Fractures close as pressure depletes without proppant to hold them open. A primary goal for ConocoPhillips will be to improve proppant placement and enhance near-wellbore drainage in its newer stimulation designs.

As for EOR, which fellow Eagle Ford operator EOG Resources has employed with some success, ConocoPhillips has identified opportunities to apply the method on its acreage that is not considered high volatility, or 40% of its total position in the play. Three natural gas EOR pilots are under way with results expected in 2020.    

In the Bakken, the company is incorporating its learnings from the Eagle Ford, bringing online three refrac pilots this quarter. It has earmarked some 300 candidates in the play.

Target plateau production in the Bakken will be 90,000–100,000 BOE/D with 3–4 rigs working. The company has moved to lower intensity completions, following “three drivers that really matter” in the play: tighter cluster spacing, less proppant, and a lower proppant-to-fluid ratio.
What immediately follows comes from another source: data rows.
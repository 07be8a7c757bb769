//! Client session domain module.
//!
//! # Module Structure
//!
//! - `model`: the in-memory session record and restoration state
//! - `storage`: the key-value storage port the session is persisted through

mod model;
mod storage;

pub use model::{Restoration, Session};
pub use storage::{InMemoryKeyValueStore, KeyValueStore, TOKEN_KEY, USER_KEY};
//! AtlasApiClient - REST client for the Atlas backend.
//!
//! Every call is a single request with no retry and no client-side timeout.
//! Protected calls receive their credential per request; the client itself
//! holds no authorization state.

use async_trait::async_trait;
use atlas_core::auth::{BearerCredential, Credentials, LoginResponse, RegisteredUser};
use atlas_core::backend::{AtlasBackend, HealthStatus};
use atlas_core::books::{SearchRequest, SearchResult};
use atlas_core::config::AtlasConfig;
use atlas_core::error::{AtlasError, Result};
use reqwest::header::AUTHORIZATION;
use reqwest::{Client, RequestBuilder, StatusCode};
use serde::Deserialize;
use serde::de::DeserializeOwned;

pub const REGISTER_PATH: &str = "/auth/register";
pub const LOGIN_PATH: &str = "/auth/login";
pub const SEARCH_PATH: &str = "/books/search";
pub const METRICS_PATH: &str = "/metrics";
pub const HEALTH_PATH: &str = "/health";

/// [`AtlasBackend`] implementation over HTTP.
#[derive(Clone, Debug)]
pub struct AtlasApiClient {
    client: Client,
    base_url: String,
}

impl AtlasApiClient {
    /// Creates a client for the given base URL (e.g. `http://localhost:30080`).
    pub fn new(base_url: impl Into<String>) -> Self {
        Self::with_client(Client::new(), base_url)
    }

    /// Creates a client from the resolved configuration.
    pub fn from_config(config: &AtlasConfig) -> Self {
        Self::new(config.normalized_base_url())
    }

    /// Uses a pre-built `reqwest` client (custom TLS, proxies, ...).
    pub fn with_client(client: Client, base_url: impl Into<String>) -> Self {
        let base_url = base_url.into().trim_end_matches('/').to_string();
        Self { client, base_url }
    }

    pub fn base_url(&self) -> &str {
        &self.base_url
    }

    fn url(&self, path: &str) -> String {
        format!("{}{}", self.base_url, path)
    }

    async fn send(&self, request: RequestBuilder, action: &str) -> Result<String> {
        let response = request.send().await.map_err(|err| {
            tracing::warn!("{} request failed: {}", action, err);
            map_transport_error(err)
        })?;

        let status = response.status();
        let body = response.text().await.map_err(map_transport_error)?;

        if !status.is_success() {
            tracing::info!("{} rejected by backend with status {}", action, status);
            return Err(map_http_error(status, &body));
        }

        tracing::debug!("{} succeeded with status {}", action, status);
        Ok(body)
    }

    async fn send_json<T: DeserializeOwned>(
        &self,
        request: RequestBuilder,
        action: &str,
    ) -> Result<T> {
        let body = self.send(request, action).await?;
        Ok(serde_json::from_str(&body)?)
    }
}

#[async_trait]
impl AtlasBackend for AtlasApiClient {
    async fn register(&self, username: &str, password: &str) -> Result<RegisteredUser> {
        let request = self
            .client
            .post(self.url(REGISTER_PATH))
            .json(&Credentials::new(username, password));
        self.send_json(request, "register").await
    }

    async fn login(&self, username: &str, password: &str) -> Result<LoginResponse> {
        let request = self
            .client
            .post(self.url(LOGIN_PATH))
            .json(&Credentials::new(username, password));
        self.send_json(request, "login").await
    }

    async fn search_books(
        &self,
        description: &str,
        bearer: &BearerCredential,
    ) -> Result<SearchResult> {
        let request = self
            .client
            .post(self.url(SEARCH_PATH))
            .header(AUTHORIZATION, bearer.header_value())
            .json(&SearchRequest {
                description: description.to_string(),
            });
        self.send_json(request, "search").await
    }

    async fn fetch_metrics(&self) -> Result<String> {
        let request = self.client.get(self.url(METRICS_PATH));
        self.send(request, "metrics").await
    }

    async fn health(&self) -> Result<HealthStatus> {
        let request = self.client.get(self.url(HEALTH_PATH));
        self.send_json(request, "health").await
    }
}

#[derive(Deserialize)]
struct ErrorResponse {
    #[serde(default)]
    detail: serde_json::Value,
}

/// Builds a backend error, keeping `detail` only when it is a plain string.
///
/// Request validation errors carry a list of objects in `detail`; those fall
/// back to the caller's generic message.
fn map_http_error(status: StatusCode, body: &str) -> AtlasError {
    let detail = serde_json::from_str::<ErrorResponse>(body)
        .ok()
        .and_then(|wrapper| match wrapper.detail {
            serde_json::Value::String(detail) => Some(detail),
            _ => None,
        });
    AtlasError::backend(status.as_u16(), detail)
}

fn map_transport_error(err: reqwest::Error) -> AtlasError {
    AtlasError::transport(format!("Atlas API request failed: {err}"))
}
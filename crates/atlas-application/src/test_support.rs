//! Mock backend and storage shared by the unit tests of this crate.

use async_trait::async_trait;
use atlas_core::auth::{BearerCredential, LoginResponse, RegisteredUser};
use atlas_core::backend::{AtlasBackend, HealthStatus};
use atlas_core::books::{Book, SearchResult};
use atlas_core::error::{AtlasError, Result};
use atlas_core::session::{InMemoryKeyValueStore, KeyValueStore};
use std::sync::Mutex;

/// A backend call as recorded by [`MockBackend`].
#[derive(Debug, Clone, PartialEq, Eq)]
pub enum Call {
    Register { username: String },
    Login { username: String },
    Search { description: String, authorization: String },
    Metrics,
    Health,
}

/// Canned-response backend that records every call it receives.
pub struct MockBackend {
    calls: Mutex<Vec<Call>>,
    register: Result<RegisteredUser>,
    login: Result<LoginResponse>,
    search: Result<SearchResult>,
    metrics: Result<String>,
}

impl MockBackend {
    pub fn new() -> Self {
        Self {
            calls: Mutex::new(Vec::new()),
            register: Ok(RegisteredUser {
                id: 1,
                username: "testuser".to_string(),
                is_active: true,
            }),
            login: Ok(LoginResponse {
                access_token: "T".to_string(),
                token_type: "bearer".to_string(),
            }),
            search: Ok(sample_result()),
            metrics: Ok(String::new()),
        }
    }

    pub fn with_register(mut self, result: Result<RegisteredUser>) -> Self {
        self.register = result;
        self
    }

    pub fn with_login(mut self, result: Result<LoginResponse>) -> Self {
        self.login = result;
        self
    }

    pub fn with_search(mut self, result: Result<SearchResult>) -> Self {
        self.search = result;
        self
    }

    pub fn with_metrics(mut self, result: Result<String>) -> Self {
        self.metrics = result;
        self
    }

    pub fn calls(&self) -> Vec<Call> {
        self.calls.lock().unwrap().clone()
    }

    fn record(&self, call: Call) {
        self.calls.lock().unwrap().push(call);
    }
}

#[async_trait]
impl AtlasBackend for MockBackend {
    async fn register(&self, username: &str, _password: &str) -> Result<RegisteredUser> {
        self.record(Call::Register {
            username: username.to_string(),
        });
        self.register.clone()
    }

    async fn login(&self, username: &str, _password: &str) -> Result<LoginResponse> {
        self.record(Call::Login {
            username: username.to_string(),
        });
        self.login.clone()
    }

    async fn search_books(
        &self,
        description: &str,
        bearer: &BearerCredential,
    ) -> Result<SearchResult> {
        self.record(Call::Search {
            description: description.to_string(),
            authorization: bearer.header_value(),
        });
        self.search.clone()
    }

    async fn fetch_metrics(&self) -> Result<String> {
        self.record(Call::Metrics);
        self.metrics.clone()
    }

    async fn health(&self) -> Result<HealthStatus> {
        self.record(Call::Health);
        Ok(HealthStatus {
            status: "healthy".to_string(),
        })
    }
}

pub fn sample_result() -> SearchResult {
    SearchResult {
        total_items: 1,
        query_keywords: "action superhero comics".to_string(),
        items: vec![Book {
            title: "Hero Rising".to_string(),
            authors: Some(vec!["Jane Doe".to_string(), "John Roe".to_string()]),
            categories: Some(vec!["Comics".to_string(), "Fiction".to_string()]),
            description: Some("A hero rises.".to_string()),
            thumbnail: None,
        }],
    }
}

pub fn backend_error(status: u16, detail: &str) -> AtlasError {
    AtlasError::backend(status, Some(detail.to_string()))
}

/// In-memory store that can be told to fail reads or writes of one key.
#[derive(Default)]
pub struct FaultyStore {
    inner: InMemoryKeyValueStore,
    fail_reads: bool,
    fail_set: Option<&'static str>,
}

impl FaultyStore {
    pub fn failing_reads() -> Self {
        Self {
            fail_reads: true,
            ..Default::default()
        }
    }

    pub fn failing_set(key: &'static str) -> Self {
        Self {
            fail_set: Some(key),
            ..Default::default()
        }
    }

    pub fn inner(&self) -> &InMemoryKeyValueStore {
        &self.inner
    }
}

impl KeyValueStore for FaultyStore {
    fn get(&self, key: &str) -> Result<Option<String>> {
        if self.fail_reads {
            return Err(AtlasError::storage("disk unavailable"));
        }
        self.inner.get(key)
    }

    fn set(&self, key: &str, value: &str) -> Result<()> {
        if self.fail_set == Some(key) {
            return Err(AtlasError::storage("disk full"));
        }
        self.inner.set(key, value)
    }

    fn remove(&self, key: &str) -> Result<()> {
        self.inner.remove(key)
    }
}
“With less proppant, our completion time and cost has fallen, and yet, our well productivity has increased, all resulting in a $2/bbl costs of supply improvement,” Macklon said.

While big growth is expected from ConocoPhillips unconventional regions, Macklon reiterated that the company is still “not driven by production targets—rather we are driven by capital efficiency, returns, and free cash flow.”